[Stored records]

======

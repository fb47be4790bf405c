use crate::error::VqaError;
use kornia_image::{Image, ImageSize, allocator::CpuAllocator};

/// Decodes an uploaded file into an RGB8 bitmap.
///
/// The encoding is sniffed from the bytes, so any raster format the `image`
/// crate understands is accepted (PNG, JPEG, WebP, GIF, ...). Alpha and
/// grayscale inputs are converted to RGB.
pub fn decode_rgb8(bytes: &[u8]) -> Result<Image<u8, 3, CpuAllocator>, VqaError> {
    if bytes.is_empty() {
        return Err(VqaError::InvalidImage("empty upload".to_string()));
    }

    let rgb = image::load_from_memory(bytes)
        .map_err(|e| VqaError::InvalidImage(e.to_string()))?
        .to_rgb8();

    let size = ImageSize {
        width: rgb.width() as usize,
        height: rgb.height() as usize,
    };

    Image::new(size, rgb.into_raw(), CpuAllocator)
        .map_err(|e| VqaError::InvalidImage(e.to_string()))
}
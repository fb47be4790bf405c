use crate::loader::DEFAULT_SAMPLE_LEN;
use argh::FromArgs;

// defaults for the server
pub const DEFAULT_HOST: &str = "0.0.0.0";
pub const DEFAULT_PORT: u16 = 3000;
pub const DEFAULT_MAX_UPLOAD_BYTES: usize = 20 * 1024 * 1024;

#[derive(FromArgs, Debug)]
/// Answer questions about images over HTTP.
pub struct ServerArgs {
    /// the host to run the server on
    #[argh(option, short = 'h', default = "DEFAULT_HOST.to_string()")]
    pub host: String,

    /// the port to run the server on
    #[argh(option, short = 'p', default = "DEFAULT_PORT")]
    pub port: u16,

    /// how many requests may be admitted at once (defaults to the number of CPUs)
    #[argh(option, default = "default_max_in_flight()")]
    pub max_in_flight: usize,

    /// maximum number of tokens generated per answer
    #[argh(option, default = "DEFAULT_SAMPLE_LEN")]
    pub sample_len: usize,

    /// maximum size of a request body in bytes
    #[argh(option, default = "DEFAULT_MAX_UPLOAD_BYTES")]
    pub max_upload_bytes: usize,
}

impl ServerArgs {
    pub fn addr(&self) -> String {
        format!("{}:{}", self.host, self.port)
    }
}

pub fn default_max_in_flight() -> usize {
    std::thread::available_parallelism()
        .map(|n| n.get())
        .unwrap_or(1)
}
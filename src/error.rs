use axum::{
    Json,
    http::StatusCode,
    response::{IntoResponse, Response},
};
use serde_json::json;

/// Errors produced while answering a visual question.
#[derive(Debug, thiserror::Error)]
pub enum VqaError {
    /// The uploaded bytes could not be decoded into a bitmap.
    #[error("invalid image: {0}")]
    InvalidImage(String),

    /// A required multipart field was not present.
    #[error("missing form field: {0}")]
    MissingField(&'static str),

    /// The multipart body itself could not be read.
    #[error("malformed multipart body: {message}")]
    Multipart { status: StatusCode, message: String },

    /// The model failed while generating an answer.
    #[error("inference failed: {0}")]
    InferenceFailure(String),

    /// The model could not be loaded at startup.
    #[error("failed to load model: {0}")]
    ModelLoad(String),
}

impl VqaError {
    pub fn status_code(&self) -> StatusCode {
        match self {
            VqaError::InvalidImage(_) | VqaError::MissingField(_) => StatusCode::BAD_REQUEST,
            VqaError::Multipart { status, .. } => *status,
            VqaError::InferenceFailure(_) | VqaError::ModelLoad(_) => {
                StatusCode::INTERNAL_SERVER_ERROR
            }
        }
    }
}

impl From<axum::extract::multipart::MultipartError> for VqaError {
    fn from(err: axum::extract::multipart::MultipartError) -> Self {
        VqaError::Multipart {
            status: err.status(),
            message: err.body_text(),
        }
    }
}

impl From<axum::extract::multipart::MultipartRejection> for VqaError {
    fn from(rejection: axum::extract::multipart::MultipartRejection) -> Self {
        VqaError::Multipart {
            status: rejection.status(),
            message: rejection.body_text(),
        }
    }
}

impl IntoResponse for VqaError {
    fn into_response(self) -> Response {
        let status = self.status_code();
        if status.is_server_error() {
            log::error!("{self}");
        } else {
            log::warn!("{self}");
        }
        (status, Json(json!({ "error": self.to_string() }))).into_response()
    }
}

======

For this exercise, repeat exactly the lines of the data above from the one with "#[argh(option, short = 'p', default" down to the one with "pub fn default_max_in_flight()", both end lines included.

    #[argh(option, short = 'p', default = "DEFAULT_PORT")]
    pub port: u16,

    /// how many requests may be admitted at once (defaults to the number of CPUs)
    #[argh(option, default = "default_max_in_flight()")]
    pub max_in_flight: usize,

    /// maximum number of tokens generated per answer
    #[argh(option, default = "DEFAULT_SAMPLE_LEN")]
    pub sample_len: usize,

    /// maximum size of a request body in bytes
    #[argh(option, default = "DEFAULT_MAX_UPLOAD_BYTES")]
    pub max_upload_bytes: usize,
}

impl ServerArgs {
    pub fn addr(&self) -> String {
        format!("{}:{}", self.host, self.port)
    }
}

pub fn default_max_in_flight() -> usize {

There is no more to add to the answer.